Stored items
● ● ●

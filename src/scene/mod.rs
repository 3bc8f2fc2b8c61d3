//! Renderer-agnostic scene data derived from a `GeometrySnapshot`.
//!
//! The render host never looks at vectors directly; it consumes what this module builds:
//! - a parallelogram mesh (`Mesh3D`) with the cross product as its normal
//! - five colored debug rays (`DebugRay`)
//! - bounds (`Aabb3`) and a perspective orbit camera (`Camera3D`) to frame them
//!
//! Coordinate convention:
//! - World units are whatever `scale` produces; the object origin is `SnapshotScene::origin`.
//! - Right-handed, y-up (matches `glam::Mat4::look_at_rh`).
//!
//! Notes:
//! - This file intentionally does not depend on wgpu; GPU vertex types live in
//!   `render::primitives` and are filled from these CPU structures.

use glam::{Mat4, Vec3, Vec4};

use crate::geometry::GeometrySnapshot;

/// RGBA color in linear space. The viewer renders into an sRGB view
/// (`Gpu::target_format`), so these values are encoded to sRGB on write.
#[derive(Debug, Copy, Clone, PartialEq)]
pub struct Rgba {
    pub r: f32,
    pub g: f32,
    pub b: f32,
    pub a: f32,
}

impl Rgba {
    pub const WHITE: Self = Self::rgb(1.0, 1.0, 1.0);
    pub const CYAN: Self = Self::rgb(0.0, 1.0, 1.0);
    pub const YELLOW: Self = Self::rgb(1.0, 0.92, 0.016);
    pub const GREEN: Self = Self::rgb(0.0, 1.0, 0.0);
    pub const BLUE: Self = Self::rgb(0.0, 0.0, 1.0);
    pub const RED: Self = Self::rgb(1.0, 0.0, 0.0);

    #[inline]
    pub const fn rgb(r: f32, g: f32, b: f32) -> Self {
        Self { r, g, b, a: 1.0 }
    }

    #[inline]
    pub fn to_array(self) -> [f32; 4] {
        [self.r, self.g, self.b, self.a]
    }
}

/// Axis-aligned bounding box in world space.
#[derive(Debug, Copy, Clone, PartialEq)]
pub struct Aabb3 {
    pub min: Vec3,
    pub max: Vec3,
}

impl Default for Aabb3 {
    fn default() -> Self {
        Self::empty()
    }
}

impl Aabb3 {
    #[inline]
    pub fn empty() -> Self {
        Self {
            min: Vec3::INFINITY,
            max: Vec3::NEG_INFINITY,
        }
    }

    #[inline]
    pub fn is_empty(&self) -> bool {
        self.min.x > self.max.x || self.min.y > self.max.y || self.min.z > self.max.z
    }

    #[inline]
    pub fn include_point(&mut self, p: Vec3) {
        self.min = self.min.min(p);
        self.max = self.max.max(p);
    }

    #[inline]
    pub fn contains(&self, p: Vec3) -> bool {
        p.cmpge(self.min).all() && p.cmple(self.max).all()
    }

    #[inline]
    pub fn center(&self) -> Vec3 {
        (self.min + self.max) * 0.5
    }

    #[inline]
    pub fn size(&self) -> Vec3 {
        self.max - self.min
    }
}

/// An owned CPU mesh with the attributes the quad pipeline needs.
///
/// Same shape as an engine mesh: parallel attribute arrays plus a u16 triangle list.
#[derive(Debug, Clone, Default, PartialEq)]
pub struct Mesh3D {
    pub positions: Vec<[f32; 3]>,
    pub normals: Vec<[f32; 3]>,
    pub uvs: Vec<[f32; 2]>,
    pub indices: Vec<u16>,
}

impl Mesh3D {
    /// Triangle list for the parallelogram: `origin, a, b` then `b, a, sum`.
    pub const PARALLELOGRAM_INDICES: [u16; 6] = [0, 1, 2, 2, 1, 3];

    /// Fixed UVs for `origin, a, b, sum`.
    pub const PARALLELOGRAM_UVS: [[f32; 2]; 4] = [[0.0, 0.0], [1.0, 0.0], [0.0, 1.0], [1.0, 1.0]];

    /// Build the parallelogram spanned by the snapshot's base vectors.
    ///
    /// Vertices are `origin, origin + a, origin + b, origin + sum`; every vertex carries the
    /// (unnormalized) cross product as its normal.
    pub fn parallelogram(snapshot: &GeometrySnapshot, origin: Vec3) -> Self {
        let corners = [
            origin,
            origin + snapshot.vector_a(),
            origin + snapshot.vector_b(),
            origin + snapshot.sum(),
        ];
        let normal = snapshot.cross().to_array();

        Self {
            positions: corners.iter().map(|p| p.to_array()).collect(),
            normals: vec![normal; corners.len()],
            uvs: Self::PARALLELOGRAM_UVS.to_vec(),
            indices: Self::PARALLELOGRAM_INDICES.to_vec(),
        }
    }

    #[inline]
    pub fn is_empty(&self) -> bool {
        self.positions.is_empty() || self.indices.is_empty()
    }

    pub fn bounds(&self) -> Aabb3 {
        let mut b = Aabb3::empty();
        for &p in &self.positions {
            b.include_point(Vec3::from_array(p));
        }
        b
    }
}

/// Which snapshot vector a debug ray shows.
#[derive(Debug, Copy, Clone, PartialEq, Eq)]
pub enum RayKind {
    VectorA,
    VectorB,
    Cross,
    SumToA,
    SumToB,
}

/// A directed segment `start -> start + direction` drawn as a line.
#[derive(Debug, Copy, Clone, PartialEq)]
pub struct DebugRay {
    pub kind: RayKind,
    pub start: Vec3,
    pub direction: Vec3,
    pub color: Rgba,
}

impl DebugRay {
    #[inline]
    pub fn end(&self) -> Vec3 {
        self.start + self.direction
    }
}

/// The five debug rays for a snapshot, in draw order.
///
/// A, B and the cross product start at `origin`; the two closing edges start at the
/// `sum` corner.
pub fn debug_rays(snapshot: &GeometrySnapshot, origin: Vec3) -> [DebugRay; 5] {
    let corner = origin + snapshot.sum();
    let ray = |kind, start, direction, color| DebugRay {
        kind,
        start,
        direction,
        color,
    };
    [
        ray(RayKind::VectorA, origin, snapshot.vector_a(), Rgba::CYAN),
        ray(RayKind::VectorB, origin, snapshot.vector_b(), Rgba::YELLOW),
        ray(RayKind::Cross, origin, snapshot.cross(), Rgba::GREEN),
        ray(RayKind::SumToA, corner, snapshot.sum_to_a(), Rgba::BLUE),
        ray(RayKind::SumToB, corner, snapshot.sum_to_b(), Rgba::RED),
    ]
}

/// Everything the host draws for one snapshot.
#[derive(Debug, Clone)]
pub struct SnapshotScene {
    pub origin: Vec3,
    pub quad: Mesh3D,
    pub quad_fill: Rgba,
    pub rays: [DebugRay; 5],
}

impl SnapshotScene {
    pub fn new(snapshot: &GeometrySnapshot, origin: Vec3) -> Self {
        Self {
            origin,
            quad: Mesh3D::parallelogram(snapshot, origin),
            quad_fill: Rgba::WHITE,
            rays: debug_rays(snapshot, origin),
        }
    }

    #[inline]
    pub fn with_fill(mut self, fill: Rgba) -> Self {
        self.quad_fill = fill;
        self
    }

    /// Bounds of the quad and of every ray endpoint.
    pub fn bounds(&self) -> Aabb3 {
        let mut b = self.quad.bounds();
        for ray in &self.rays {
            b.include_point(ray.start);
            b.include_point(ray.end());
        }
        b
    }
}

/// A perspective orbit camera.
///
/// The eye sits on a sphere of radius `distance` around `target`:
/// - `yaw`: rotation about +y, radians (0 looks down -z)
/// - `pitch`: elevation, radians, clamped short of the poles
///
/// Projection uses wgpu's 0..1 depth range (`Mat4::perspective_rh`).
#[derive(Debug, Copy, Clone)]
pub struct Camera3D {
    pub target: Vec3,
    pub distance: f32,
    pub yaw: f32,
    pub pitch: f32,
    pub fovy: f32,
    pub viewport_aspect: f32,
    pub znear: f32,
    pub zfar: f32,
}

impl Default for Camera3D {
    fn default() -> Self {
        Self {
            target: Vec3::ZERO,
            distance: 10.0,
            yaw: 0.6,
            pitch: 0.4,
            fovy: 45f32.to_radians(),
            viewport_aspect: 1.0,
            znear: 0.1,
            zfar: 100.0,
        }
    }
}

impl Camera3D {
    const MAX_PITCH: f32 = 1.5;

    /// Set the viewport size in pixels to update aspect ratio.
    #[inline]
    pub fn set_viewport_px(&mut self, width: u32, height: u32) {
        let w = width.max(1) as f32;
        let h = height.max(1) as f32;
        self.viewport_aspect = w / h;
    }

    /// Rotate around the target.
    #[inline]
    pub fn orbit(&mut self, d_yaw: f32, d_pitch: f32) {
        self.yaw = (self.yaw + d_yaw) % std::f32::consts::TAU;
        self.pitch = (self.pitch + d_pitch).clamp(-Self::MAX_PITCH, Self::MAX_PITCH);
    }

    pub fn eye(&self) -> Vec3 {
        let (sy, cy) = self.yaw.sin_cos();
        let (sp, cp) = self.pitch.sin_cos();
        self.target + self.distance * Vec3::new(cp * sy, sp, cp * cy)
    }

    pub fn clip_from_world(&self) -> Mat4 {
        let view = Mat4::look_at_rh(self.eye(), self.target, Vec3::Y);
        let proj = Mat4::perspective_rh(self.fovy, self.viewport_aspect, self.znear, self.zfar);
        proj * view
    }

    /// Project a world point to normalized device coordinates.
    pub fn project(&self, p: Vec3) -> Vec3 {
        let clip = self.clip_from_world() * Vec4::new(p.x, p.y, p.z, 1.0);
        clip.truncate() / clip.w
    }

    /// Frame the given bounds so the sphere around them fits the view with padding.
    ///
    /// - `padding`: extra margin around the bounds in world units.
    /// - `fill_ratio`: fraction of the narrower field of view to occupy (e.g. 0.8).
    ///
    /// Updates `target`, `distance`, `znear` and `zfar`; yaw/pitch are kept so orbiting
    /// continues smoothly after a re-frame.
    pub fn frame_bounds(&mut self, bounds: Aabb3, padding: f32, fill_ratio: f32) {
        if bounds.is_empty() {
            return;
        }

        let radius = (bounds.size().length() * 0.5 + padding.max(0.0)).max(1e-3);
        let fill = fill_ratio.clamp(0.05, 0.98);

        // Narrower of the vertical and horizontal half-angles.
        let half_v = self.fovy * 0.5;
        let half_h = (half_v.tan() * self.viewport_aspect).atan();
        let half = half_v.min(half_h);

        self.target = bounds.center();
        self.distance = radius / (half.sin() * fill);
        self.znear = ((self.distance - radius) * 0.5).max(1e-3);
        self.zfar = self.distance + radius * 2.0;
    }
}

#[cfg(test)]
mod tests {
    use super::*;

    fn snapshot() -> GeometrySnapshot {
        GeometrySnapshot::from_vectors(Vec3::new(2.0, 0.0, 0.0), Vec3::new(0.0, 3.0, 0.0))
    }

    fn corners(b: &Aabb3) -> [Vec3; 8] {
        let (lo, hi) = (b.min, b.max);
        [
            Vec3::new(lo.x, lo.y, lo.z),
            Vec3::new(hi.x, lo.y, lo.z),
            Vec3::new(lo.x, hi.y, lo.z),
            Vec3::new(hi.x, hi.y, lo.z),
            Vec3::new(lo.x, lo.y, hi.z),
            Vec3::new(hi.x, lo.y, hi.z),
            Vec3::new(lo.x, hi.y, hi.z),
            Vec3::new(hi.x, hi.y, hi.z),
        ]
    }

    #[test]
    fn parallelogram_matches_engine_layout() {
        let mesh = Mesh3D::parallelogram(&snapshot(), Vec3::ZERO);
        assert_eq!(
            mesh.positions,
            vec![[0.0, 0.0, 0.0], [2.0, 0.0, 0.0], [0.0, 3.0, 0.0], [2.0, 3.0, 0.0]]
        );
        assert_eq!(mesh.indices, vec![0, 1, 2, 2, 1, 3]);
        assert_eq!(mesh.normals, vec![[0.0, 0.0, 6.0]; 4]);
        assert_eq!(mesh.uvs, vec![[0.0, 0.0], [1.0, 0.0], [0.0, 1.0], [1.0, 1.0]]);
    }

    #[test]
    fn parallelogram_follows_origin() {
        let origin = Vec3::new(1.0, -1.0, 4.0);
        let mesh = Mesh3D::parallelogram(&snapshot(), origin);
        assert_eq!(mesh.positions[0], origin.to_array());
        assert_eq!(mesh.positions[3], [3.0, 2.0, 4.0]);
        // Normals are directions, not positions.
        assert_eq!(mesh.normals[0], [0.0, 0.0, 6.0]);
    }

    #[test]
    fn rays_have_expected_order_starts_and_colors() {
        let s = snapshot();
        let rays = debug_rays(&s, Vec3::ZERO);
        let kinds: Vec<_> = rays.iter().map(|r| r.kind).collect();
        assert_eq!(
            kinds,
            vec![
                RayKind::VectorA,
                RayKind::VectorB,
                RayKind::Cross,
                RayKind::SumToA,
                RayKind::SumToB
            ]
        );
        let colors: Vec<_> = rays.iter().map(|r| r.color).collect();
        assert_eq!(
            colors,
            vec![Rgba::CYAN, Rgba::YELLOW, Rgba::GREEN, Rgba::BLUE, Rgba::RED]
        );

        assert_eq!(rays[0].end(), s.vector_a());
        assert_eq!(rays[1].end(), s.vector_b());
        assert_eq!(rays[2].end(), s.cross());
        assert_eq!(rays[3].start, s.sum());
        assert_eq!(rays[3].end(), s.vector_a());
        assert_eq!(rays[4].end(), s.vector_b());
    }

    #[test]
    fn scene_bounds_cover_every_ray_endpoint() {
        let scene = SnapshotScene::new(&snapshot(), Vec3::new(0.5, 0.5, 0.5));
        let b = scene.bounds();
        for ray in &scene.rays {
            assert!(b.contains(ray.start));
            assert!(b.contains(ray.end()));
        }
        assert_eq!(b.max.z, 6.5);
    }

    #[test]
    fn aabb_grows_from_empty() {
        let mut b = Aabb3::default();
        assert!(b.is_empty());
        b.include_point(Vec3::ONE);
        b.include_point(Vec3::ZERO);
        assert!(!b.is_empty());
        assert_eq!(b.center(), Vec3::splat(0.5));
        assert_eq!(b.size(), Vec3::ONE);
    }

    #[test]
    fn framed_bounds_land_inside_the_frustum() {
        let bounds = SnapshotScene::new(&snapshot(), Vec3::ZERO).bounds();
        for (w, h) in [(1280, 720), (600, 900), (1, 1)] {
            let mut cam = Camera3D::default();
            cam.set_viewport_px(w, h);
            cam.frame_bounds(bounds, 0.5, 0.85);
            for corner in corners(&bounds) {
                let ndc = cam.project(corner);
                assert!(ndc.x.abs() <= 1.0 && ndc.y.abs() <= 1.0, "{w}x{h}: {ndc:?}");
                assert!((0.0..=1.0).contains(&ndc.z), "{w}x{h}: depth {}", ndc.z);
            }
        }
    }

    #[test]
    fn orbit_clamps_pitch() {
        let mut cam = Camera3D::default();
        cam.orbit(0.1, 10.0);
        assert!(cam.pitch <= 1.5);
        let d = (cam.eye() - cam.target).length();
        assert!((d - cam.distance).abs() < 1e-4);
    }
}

● ● ●

EXERCISE DETAILS — Within the entries above, how many lines include the word "VectorA"? Respond with the number only.

TASK ANSWER — 3